British Journal of Nutrition

Full Papers

Lycopene from heat-induced cis-isomer-rich tomato sauce is more bioavailable than from all-trans-rich tomato sauce in human subjects

Nuray Z. Unlua1, Torsten Bohna1, David M. Francisa2, Haikady N. Nagarajaa3, Steven K. Clintona4 and Steven J. Schwartza1 c1

a1 Department of Food Science and Technology, The Ohio State University, Columbus, 2015 Fyffe Road, OH 43210, USA

a2 Department of Horticulture and Crop Science, The Ohio State University, 1680 Madison Avenue, Wooster, OH 44691, USA

a3 Department of Statistics, The Ohio State University, 1958 Neil Avenue, Columbus, OH 43210, USA

a4 Department of Internal Medicine, Division of Hematology and Medical Oncology, The Ohio State University, 320 West 10th Avenue, Columbus, OH 43210, USA


Lycopene is present mainly as cis-isomers in human serum and tissues whereas all-trans-lycopene predominates in tomato products, suggesting that all-trans-lycopene is isomerised in the body or is less bioavailable.
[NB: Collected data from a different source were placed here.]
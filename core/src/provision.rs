//! Turns configuration into a bound, advertised listener.
//!
//! Adapter preparation (discoverability, device class, pairing policy) is
//! delegated to operator-supplied commands so that no adapter tooling is
//! hard-wired here. Only failing to bind is fatal.

use std::io;

use async_trait::async_trait;
use thiserror::Error;
use tracing::info;
use tracing::warn;

use crate::config::BridgeConfig;
use crate::config::ProvisioningConfig;
use crate::config::TransportConfig;
use crate::config::TransportKind;
use crate::exec::CommandExecutor;
use crate::exec::CommandStatus;
use crate::transport::Listener;
use crate::transport::TcpTransport;

#[derive(Debug, Error)]
pub enum ProvisionError {
    #[error("failed to bind {transport}: {source}")]
    Bind {
        transport: String,
        #[source]
        source: io::Error,
    },

    #[error("{kind} transport is not supported on this platform")]
    Unsupported { kind: TransportKind },
}

/// Produces the listener the supervisor owns for the process lifetime.
#[async_trait]
pub trait TransportProvisioner: Send + Sync {
    async fn provision(&self) -> Result<Box<dyn Listener>, ProvisionError>;
}

#[derive(Debug, Clone)]
pub struct ConfiguredProvisioner {
    transport: TransportConfig,
    provisioning: ProvisioningConfig,
    executor: CommandExecutor,
}

impl ConfiguredProvisioner {
    pub fn new(config: &BridgeConfig) -> Self {
        Self {
            transport: config.transport.clone(),
            provisioning: config.provisioning.clone(),
            executor: CommandExecutor::from_config(&config.command),
        }
    }

    /// Runs a provisioning command. Returns whether it succeeded; failures
    /// are only logged.
    async fn run_step(&self, command: &str) -> bool {
        let outcome = self
            .executor
            .execute(command, self.provisioning.setup_timeout())
            .await;
        let output = String::from_utf8_lossy(&outcome.output);
        let output = output.trim_end();
        match (outcome.status, outcome.exit_code) {
            (CommandStatus::Success, Some(0)) => {
                info!(%command, "provisioning command succeeded");
                true
            }
            (status, exit_code) => {
                warn!(
                    %command,
                    status = status.label(),
                    ?exit_code,
                    %output,
                    "provisioning command failed"
                );
                false
            }
        }
    }

    async fn bind(&self) -> Result<Box<dyn Listener>, ProvisionError> {
        let transport = &self.transport;
        match transport.kind {
            TransportKind::Tcp => {
                let listener = TcpTransport::bind(transport.address.as_str())
                    .await
                    .map_err(|source| ProvisionError::Bind {
                        transport: format!("tcp {}", transport.address),
                        source,
                    })?;
                Ok(Box::new(listener))
            }
            #[cfg(unix)]
            TransportKind::Unix => {
                let listener = crate::transport::UnixTransport::bind(&transport.path)
                    .map_err(|source| ProvisionError::Bind {
                        transport: format!("unix {}", transport.path.display()),
                        source,
                    })?;
                Ok(Box::new(listener))
            }
            #[cfg(target_os = "linux")]
            TransportKind::Rfcomm => {
                let listener = crate::transport::RfcommListener::bind(transport.channel)
                    .map_err(|source| ProvisionError::Bind {
                        transport: format!("rfcomm channel {}", transport.channel),
                        source,
                    })?;
                Ok(Box::new(listener))
            }
            #[allow(unreachable_patterns)]
            kind => Err(ProvisionError::Unsupported { kind }),
        }
    }
}

#[async_trait]
impl TransportProvisioner for ConfiguredProvisioner {
    async fn provision(&self) -> Result<Box<dyn Listener>, ProvisionError> {
        for command in &self.provisioning.setup_commands {
            self.run_step(command).await;
        }
        let settle = self.provisioning.settle();
        if !settle.is_zero() {
            tokio::time::sleep(settle).await;
        }

        let listener = self.bind().await?;

        if let Some(command) = &self.provisioning.advertise_command
            && !self.run_step(command).await
        {
            warn!(listener = %listener.description(), "service advertisement failed");
        }
        Ok(listener)
    }
}

#[cfg(all(test, unix))]
mod tests {
    use super::*;
    use pretty_assertions::assert_eq;
    use tempfile::TempDir;

    fn tcp_config() -> BridgeConfig {
        let mut config = BridgeConfig::default();
        config.transport.kind = TransportKind::Tcp;
        config.transport.address = "127.0.0.1:0".to_string();
        config
    }

    #[tokio::test]
    async fn setup_runs_in_order_and_failures_do_not_stop_binding() {
        let dir = TempDir::new().expect("tempdir");
        let log = dir.path().join("steps");
        let mut config = tcp_config();
        config.provisioning.setup_commands = vec![
            format!("echo first >> {}", log.display()),
            "exit 7".to_string(),
            format!("echo second >> {}", log.display()),
        ];
        config.provisioning.advertise_command =
            Some(format!("echo advertised >> {}", log.display()));

        let listener = ConfiguredProvisioner::new(&config)
            .provision()
            .await
            .expect("provision");
        assert!(listener.description().starts_with("tcp 127.0.0.1:"));

        let steps = std::fs::read_to_string(&log).expect("read log");
        assert_eq!(steps, "first\nsecond\nadvertised\n");
    }

    #[tokio::test]
    async fn failed_advertisement_is_not_fatal() {
        let mut config = tcp_config();
        config.provisioning.advertise_command = Some("false".to_string());
        ConfiguredProvisioner::new(&config)
            .provision()
            .await
            .expect("provision despite advertisement failure");
    }

    #[tokio::test]
    async fn bind_failure_is_fatal() {
        let occupied = TcpTransport::bind("127.0.0.1:0").await.expect("bind");
        let mut config = tcp_config();
        config.transport.address = occupied.local_addr().to_string();

        let err = ConfiguredProvisioner::new(&config)
            .provision()
            .await
            .err()
            .expect("address in use");
        assert!(matches!(err, ProvisionError::Bind { .. }), "{err:?}");
        assert!(err.to_string().starts_with("failed to bind tcp 127.0.0.1:"));
    }

    #[tokio::test]
    async fn binds_unix_sockets() {
        let dir = TempDir::new().expect("tempdir");
        let mut config = BridgeConfig::default();
        config.transport.kind = TransportKind::Unix;
        config.transport.path = dir.path().join("rfsh.sock");

        let listener = ConfiguredProvisioner::new(&config)
            .provision()
            .await
            .expect("provision");
        assert_eq!(
            listener.description(),
            format!("unix {}", dir.path().join("rfsh.sock").display())
        );
    }
}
The objectives of the present study were to develop processing conditions for tomatoes to obtain products with different cis-trans-lycopene isomer distribution and to assess their bioavailability. Healthy adult subjects (n 12) were recruited for this randomised cross-over trial. Each intervention was preceded by a 2-week washout period. Two tomato sauces, one rich in all-trans-lycopene (32·5 mg total lycopene/100 g sauce; 5 % cis-isomers), the other high in cis-lycopene (26·4 mg total lycopene/100 g sauce; 45 % cis-isomers), were produced by different heat-processing techniques. Each sauce (150 g) was served in a standardised meal at 08.00 hours after overnight fasting. Plasma TAG-rich lipoprotein fractions over 9.5 h following test-meal consumption as a measure of lycopene absorption were obtained and expressed as baseline-corrected area under the concentration v. time curves (AUC), using HPLC-electrochemical detection. AUC values adjusted for the amount lycopene consumed showed that total, total cis-, and all-trans-lycopene responses were significantly higher from the cis-isomer-rich sauce, compared with the all-trans-rich sauce, being 7·30 (sem 1·45) v. 4·74 (sem 1·08) nmol × h/l (P = 0·002), 3·80 (sem 0·76) v. 1·98 (sem 0·37) nmol × h/l (P = 0·0005) and 3·50 (sem 0·76) v. 2·76 (sem 0·76) nmol × h/l (P = 0·01), respectively. The present study demonstrates significant lycopene bioavailability from cis-lycopene-rich tomato sauce and highlights the importance of considering isomer-distribution for lycopene bioavailability. Furthermore, processing parameters can be controlled to alter isomer patterns of tomato products and influence lycopene bioavailability.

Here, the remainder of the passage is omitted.